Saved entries

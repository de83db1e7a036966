/*
 * // Copyright (c) Radzivon Bartoshyk 6/2025. All rights reserved.
 * //
 * // Redistribution and use in source and binary forms, with or without modification,
 * // are permitted provided that the following conditions are met:
 * //
 * // 1.  Redistributions of source code must retain the above copyright notice, this
 * // list of conditions and the following disclaimer.
 * //
 * // 2.  Redistributions in binary form must reproduce the above copyright notice,
 * // this list of conditions and the following disclaimer in the documentation
 * // and/or other materials provided with the distribution.
 * //
 * // 3.  Neither the name of the copyright holder nor the names of its
 * // contributors may be used to endorse or promote products derived from
 * // this software without specific prior written permission.
 * //
 * // THIS SOFTWARE IS PROVIDED BY THE COPYRIGHT HOLDERS AND CONTRIBUTORS "AS IS"
 * // AND ANY EXPRESS OR IMPLIED WARRANTIES, INCLUDING, BUT NOT LIMITED TO, THE
 * // IMPLIED WARRANTIES OF MERCHANTABILITY AND FITNESS FOR A PARTICULAR PURPOSE ARE
 * // DISCLAIMED. IN NO EVENT SHALL THE COPYRIGHT HOLDER OR CONTRIBUTORS BE LIABLE
 * // FOR ANY DIRECT, INDIRECT, INCIDENTAL, SPECIAL, EXEMPLARY, OR CONSEQUENTIAL
 * // DAMAGES (INCLUDING, BUT NOT LIMITED TO, PROCUREMENT OF SUBSTITUTE GOODS OR
 * // SERVICES; LOSS OF USE, DATA, OR PROFITS; OR BUSINESS INTERRUPTION) HOWEVER
 * // CAUSED AND ON ANY THEORY OF LIABILITY, WHETHER IN CONTRACT, STRICT LIABILITY,
 * // OR TORT (INCLUDING NEGLIGENCE OR OTHERWISE) ARISING IN ANY WAY OUT OF THE USE
 * // OF THIS SOFTWARE, EVEN IF ADVISED OF THE POSSIBILITY OF SUCH DAMAGE.
 */
use crate::approx::{Approx, Bits};
use crate::dyadic::{Dyadic, bit_length, ilog2_big, pi_borwein_d, pi_machin_d};
use crate::extended::Extended;
use crate::math::log::{agm_a, log2_a};
use crate::math::series::abpq;
use crate::math::sqrt::sqrt_a;
use num_bigint::BigInt;
use num_rational::BigRational;
use num_traits::One;

/// `640320³ / 24`, the `q` factor of the Chudnovsky-style recurrence.
const CHUD_Q: i64 = 10939058860032000;
/// `(640320³ / 144)`, whose square root rescales the series into π.
const CHUD_ROOT: i64 = 1823176476672000;

fn chud_a(n: u64) -> BigInt {
    BigInt::from(13591409i64) + BigInt::from(545140134i64) * n
}

fn chud_p(n: u64) -> BigInt {
    if n == 0 {
        BigInt::one()
    } else {
        let n = n as i128;
        BigInt::from(-(6 * n - 5) * (2 * n - 1) * (6 * n - 1))
    }
}

fn chud_q(n: u64) -> BigInt {
    if n == 0 {
        BigInt::one()
    } else {
        BigInt::from(n).pow(3) * CHUD_Q
    }
}

/// The lazy sequence of ever sharper π enclosures from Ramanujan-style
/// binary splitting; element `i` sums `2^i` terms of the series at
/// `21 + 47·(2^i - 1)` working bits.
pub fn pi_raw() -> impl Iterator<Item = Approx> {
    (0u32..).map(|i| {
        let terms = 1u64 << i;
        let p = 21 + 47 * (terms as i64 - 1);
        let one = |_: u64| BigInt::one();
        let tup = abpq(&chud_a, &one, &chud_p, &chud_q, 0, terms);
        let ratio = BigRational::new(tup.t, &tup.b * &tup.q);
        // the first omitted term bounds the alternating tail
        let tail = -p + 4 + bit_length(&BigInt::from(terms));
        let x = Approx::to_approx(p, &ratio)
            .add_error(&Dyadic::new(BigInt::one(), tail))
            .set_mb(p + 8);
        let root = sqrt_a(p + 8, &Approx::from_i64(CHUD_ROOT).set_mb(p + 8));
        (&root / &x).bound_error_term()
    })
}

/// First element of [`pi_raw`] with at least `t` bits of precision.
pub fn pi_a(t: i64) -> Approx {
    pi_raw()
        .find(|x| x.precision() >= Bits::Finite(t))
        .unwrap()
}

/// π from the dyadic Machin evaluation.
pub fn pi_machin_a(t: i64) -> Approx {
    Approx::with_error_at(&pi_machin_d(-t - 4), -t - 1)
}

/// π from the dyadic Borwein iteration.
pub fn pi_borwein_a(t: i64) -> Approx {
    Approx::with_error_at(&pi_borwein_d(-t - 4), -t - 2)
}

/// π to `t` bits from two AGM evaluations at the scales `x·2^j` and
/// `x·2^(j+1)`: their reciprocals differ by exactly `(2/π)·ln 2` in the
/// limit, so `π ≈ 2 ln 2 / (1/AGM₂ - 1/AGM₁)`.
pub fn pi_agm_a(t: i64, x: &Approx) -> Approx {
    let bits = t.max(64);
    let lo = match x.lower() {
        Extended::Finite(d) if d.is_positive() => d,
        _ => return Approx::Bottom,
    };
    let tt = -bits - 40;
    let ilx = lo.s + ilog2_big(&lo.m);
    let h = bits / 2 + 20;
    let j = h - ilx;
    let s1 = x.scale(j).set_mb(bits + 60);
    let s2 = s1.scale(1);
    let one = Approx::one().set_mb(bits + 60);
    let z1 = s1.recip().scale(2);
    let z2 = s2.recip().scale(2);
    let g1 = agm_a(tt, &one, &z1);
    let g2 = agm_a(tt, &one, &z2);
    let diff = &g2.recip() - &g1.recip();
    let res = &log2_a(tt).scale(1) / &diff;
    let slack = -bits - 20 + 3 * bit_length(&BigInt::from(h));
    res.add_error(&Dyadic::new(BigInt::one(), slack))
        .bound_error_term()
}
/*
 * // Copyright (c) Radzivon Bartoshyk 5/2025. All rights reserved.
 * //
 * // Redistribution and use in source and binary forms, with or without modification,
 * // are permitted provided that the following conditions are met:
 * //
 * // 1.  Redistributions of source code must retain the above copyright notice, this
 * // list of conditions and the following disclaimer.
 * //
 * // 2.  Redistributions in binary form must reproduce the above copyright notice,
 * // this list of conditions and the following disclaimer in the documentation
 * // and/or other materials provided with the distribution.
 * //
 * // 3.  Neither the name of the copyright holder nor the names of its
 * // contributors may be used to endorse or promote products derived from
 * // this software without specific prior written permission.
 * //
 * // THIS SOFTWARE IS PROVIDED BY THE COPYRIGHT HOLDERS AND CONTRIBUTORS "AS IS"
 * // AND ANY EXPRESS OR IMPLIED WARRANTIES, INCLUDING, BUT NOT LIMITED TO, THE
 * // IMPLIED WARRANTIES OF MERCHANTABILITY AND FITNESS FOR A PARTICULAR PURPOSE ARE
 * // DISCLAIMED. IN NO EVENT SHALL THE COPYRIGHT HOLDER OR CONTRIBUTORS BE LIABLE
 * // FOR ANY DIRECT, INDIRECT, INCIDENTAL, SPECIAL, EXEMPLARY, OR CONSEQUENTIAL
 * // DAMAGES (INCLUDING, BUT NOT LIMITED TO, PROCUREMENT OF SUBSTITUTE GOODS OR
 * // SERVICES; LOSS OF USE, DATA, OR PROFITS; OR BUSINESS INTERRUPTION) HOWEVER
 * // CAUSED AND ON ANY THEORY OF LIABILITY, WHETHER IN CONTRACT, STRICT LIABILITY,
 * // OR TORT (INCLUDING NEGLIGENCE OR OTHERWISE) ARISING IN ANY WAY OUT OF THE USE
 * // OF THIS SOFTWARE, EVEN IF ADVISED OF THE POSSIBILITY OF SUCH DAMAGE.
 */
#![deny(unreachable_pub)]
mod approx;
mod cr;
mod defaults;
mod dyadic;
mod err;
mod extended;
/// Elementary functions over centred dyadic approximations; working
/// precision follows the operand's midpoint bound.
mod math;

pub use approx::{Approx, Bits, Powers};
pub use cr::CReal;
pub use defaults::DEFAULT_PRECISION;
pub use dyadic::{
    Dyadic, atanh_d, div_d, ln2_d, pi_borwein_d, pi_machin_d, sqrt_d, sqrt_rec_d,
};
pub use err::RealError;
pub use extended::Extended;
pub use math::{
    SeriesTuple, abpq, agm_a, atan_a, atan_binary_splitting_a, cos_a, exp_a,
    exp_binary_splitting_a, exp_taylor_a, fudge, ln_large, ln_small, log2_a, log_a, log_agm_a,
    log_internal, pi_a, pi_agm_a, pi_borwein_a, pi_machin_a, pi_raw, sin_a, sqrt_a, sqrt_rec_a,
    taylor, taylor_a,
};
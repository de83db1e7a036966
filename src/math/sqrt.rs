/*
 * // Copyright (c) Radzivon Bartoshyk 6/2025. All rights reserved.
 * //
 * // Redistribution and use in source and binary forms, with or without modification,
 * // are permitted provided that the following conditions are met:
 * //
 * // 1.  Redistributions of source code must retain the above copyright notice, this
 * // list of conditions and the following disclaimer.
 * //
 * // 2.  Redistributions in binary form must reproduce the above copyright notice,
 * // this list of conditions and the following disclaimer in the documentation
 * // and/or other materials provided with the distribution.
 * //
 * // 3.  Neither the name of the copyright holder nor the names of its
 * // contributors may be used to endorse or promote products derived from
 * // this software without specific prior written permission.
 * //
 * // THIS SOFTWARE IS PROVIDED BY THE COPYRIGHT HOLDERS AND CONTRIBUTORS "AS IS"
 * // AND ANY EXPRESS OR IMPLIED WARRANTIES, INCLUDING, BUT NOT LIMITED TO, THE
 * // IMPLIED WARRANTIES OF MERCHANTABILITY AND FITNESS FOR A PARTICULAR PURPOSE ARE
 * // DISCLAIMED. IN NO EVENT SHALL THE COPYRIGHT HOLDER OR CONTRIBUTORS BE LIABLE
 * // FOR ANY DIRECT, INDIRECT, INCIDENTAL, SPECIAL, EXEMPLARY, OR CONSEQUENTIAL
 * // DAMAGES (INCLUDING, BUT NOT LIMITED TO, PROCUREMENT OF SUBSTITUTE GOODS OR
 * // SERVICES; LOSS OF USE, DATA, OR PROFITS; OR BUSINESS INTERRUPTION) HOWEVER
 * // CAUSED AND ON ANY THEORY OF LIABILITY, WHETHER IN CONTRACT, STRICT LIABILITY,
 * // OR TORT (INCLUDING NEGLIGENCE OR OTHERWISE) ARISING IN ANY WAY OUT OF THE USE
 * // OF THIS SOFTWARE, EVEN IF ADVISED OF THE POSSIBILITY OF SUCH DAMAGE.
 */
use crate::approx::{Approx, Bits};
use crate::defaults::ERROR_BITS;
use crate::dyadic::{Dyadic, bit_length, ilog2_big, sqrt_d, sqrt_rec_d};
use crate::extended::Extended;
use num_bigint::BigInt;
use num_traits::{One, Signed, Zero};

/// Square root of an approximation at `t` bits of working precision.
///
/// Strictly negative intervals are a programmer error; intervals straddling
/// zero yield `Bottom`.
pub fn sqrt_a(t: i64, a: &Approx) -> Approx {
    let (mb, m, e, s) = match a {
        Approx::Bottom => return Approx::Bottom,
        Approx::Finite { mb, m, e, s } => (*mb, m, e, *s),
    };
    let zero = Dyadic::zero();
    if a.upper() < Extended::Finite(zero.clone()) {
        panic!("sqrt_a: negative argument");
    }
    if m.is_zero() && e.is_zero() {
        return Approx::zero();
    }
    let lower = a.lower();
    let lo = lower.finite();
    if *lo < zero {
        return Approx::Bottom;
    }
    if lo.is_zero() {
        // [0, u]: bound the top endpoint alone
        let up = a.upper();
        let u = up.finite();
        let tu = (s + bit_length(&(m + e))).div_euclid(2) - t;
        let root = sqrt_d(tu, u);
        let hi = &root + &Dyadic::new(BigInt::from(2), tu);
        return Approx::end_to_approx(mb, &Extended::Finite(zero), &Extended::Finite(hi));
    }
    if a.upper() < Extended::Finite(Dyadic::one()) {
        return sqrt_rec_a(t, &a.recip());
    }
    a * &sqrt_rec_a(t, a)
}

/// Reciprocal square root at `t` bits of working precision.
pub fn sqrt_rec_a(t: i64, a: &Approx) -> Approx {
    let (mb, m, e, s) = match a {
        Approx::Bottom => return Approx::Bottom,
        Approx::Finite { mb, m, e, s } => (*mb, m, e, *s),
    };
    let zero = Dyadic::zero();
    if a.upper() <= Extended::Finite(zero.clone()) {
        panic!("sqrt_rec_a: non-positive argument");
    }
    if a.lower() <= Extended::Finite(zero) {
        return Approx::Bottom;
    }
    let val_log = s + ilog2_big(m);
    let tt = -val_log.div_euclid(2) - (t.max(4) + 2 * ERROR_BITS);
    if e.is_zero() {
        let c = a.centre().unwrap();
        let y = sqrt_rec_d(tt, &c);
        return Approx::with_error_at(&y, tt).set_mb(mb);
    }
    if a.significance() > Bits::Finite(2 * ERROR_BITS) {
        // thin: one Newton run at the midpoint, widened by the derivative
        let c = a.centre().unwrap();
        let y = sqrt_rec_d(tt, &c);
        let y3 = &(&y * &y) * &y;
        let r = Dyadic::new(e.clone(), s);
        let widen = Dyadic::new(&r.m * &y3.m.abs(), r.s + y3.s);
        return Approx::with_error_at(&y, tt).add_error(&widen).set_mb(mb);
    }
    // thick: independent endpoint runs, one ulp of guard each
    let lower = a.lower();
    let upper = a.upper();
    let ylo = sqrt_rec_d(tt, lower.finite());
    let yup = sqrt_rec_d(tt, upper.finite());
    let guard = Dyadic::new(BigInt::one(), tt);
    Approx::end_to_approx(
        mb,
        &Extended::Finite(&yup - &guard),
        &Extended::Finite(&ylo + &guard),
    )
}
/*
 * // Copyright (c) Radzivon Bartoshyk 5/2025. All rights reserved.
 * //
 * // Redistribution and use in source and binary forms, with or without modification,
 * // are permitted provided that the following conditions are met:
 * //
 * // 1.  Redistributions of source code must retain the above copyright notice, this
 * // list of conditions and the following disclaimer.
 * //
 * // 2.  Redistributions in binary form must reproduce the above copyright notice,
 * // this list of conditions and the following disclaimer in the documentation
 * // and/or other materials provided with the distribution.
 * //
 * // 3.  Neither the name of the copyright holder nor the names of its
 * // contributors may be used to endorse or promote products derived from
 * // this software without specific prior written permission.
 * //
 * // THIS SOFTWARE IS PROVIDED BY THE COPYRIGHT HOLDERS AND CONTRIBUTORS "AS IS"
 * // AND ANY EXPRESS OR IMPLIED WARRANTIES, INCLUDING, BUT NOT LIMITED TO, THE
 * // IMPLIED WARRANTIES OF MERCHANTABILITY AND FITNESS FOR A PARTICULAR PURPOSE ARE
 * // DISCLAIMED. IN NO EVENT SHALL THE COPYRIGHT HOLDER OR CONTRIBUTORS BE LIABLE
 * // FOR ANY DIRECT, INDIRECT, INCIDENTAL, SPECIAL, EXEMPLARY, OR CONSEQUENTIAL
 * // DAMAGES (INCLUDING, BUT NOT LIMITED TO, PROCUREMENT OF SUBSTITUTE GOODS OR
 * // SERVICES; LOSS OF USE, DATA, OR PROFITS; OR BUSINESS INTERRUPTION) HOWEVER
 * // CAUSED AND ON ANY THEORY OF LIABILITY, WHETHER IN CONTRACT, STRICT LIABILITY,
 * // OR TORT (INCLUDING NEGLIGENCE OR OTHERWISE) ARISING IN ANY WAY OUT OF THE USE
 * // OF THIS SOFTWARE, EVEN IF ADVISED OF THE POSSIBILITY OF SUCH DAMAGE.
 */

/// Radii above `2^ERROR_BITS` ulps are renormalised by `Approx::bound_error_term`.
pub(crate) const ERROR_BITS: i64 = 10;

/// Precision in bits used by `Display` on computable reals and by `to_rational`.
pub const DEFAULT_PRECISION: i64 = 31;

/// First working resource level of a computable real stream.
pub(crate) const RESOURCE_START: i64 = 80;

/// The escalating resource sequence `80, 120, 180, 270, ...`,
/// each level 3/2 of the previous one rounded down.
pub(crate) fn resources() -> impl Iterator<Item = i64> {
    std::iter::successors(Some(RESOURCE_START), |l| Some(l + (l >> 1)))
}

/// Resource level at stream index `k`.
pub(crate) fn resource(k: usize) -> i64 {
    let mut l = RESOURCE_START;
    for _ in 0..k {
        l += l >> 1;
    }
    l
}

#[cfg(test)]
mod tests {
    use super::*;

    #[test]
    fn resource_sequence() {
        let head: Vec<i64> = resources().take(4).collect();
        assert_eq!(head, vec![80, 120, 180, 270]);
        assert_eq!(resource(0), 80);
        assert_eq!(resource(3), 270);
    }
}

Goal of the exercise>
Within the lines above, find those holding the word "terms" and copy them.

Task answer>
/// binary splitting; element `i` sums `2^i` terms of the series at
        let terms = 1u64 << i;
        let p = 21 + 47 * (terms as i64 - 1);
        let tup = abpq(&chud_a, &one, &chud_p, &chud_q, 0, terms);
        let tail = -p + 4 + bit_length(&BigInt::from(terms));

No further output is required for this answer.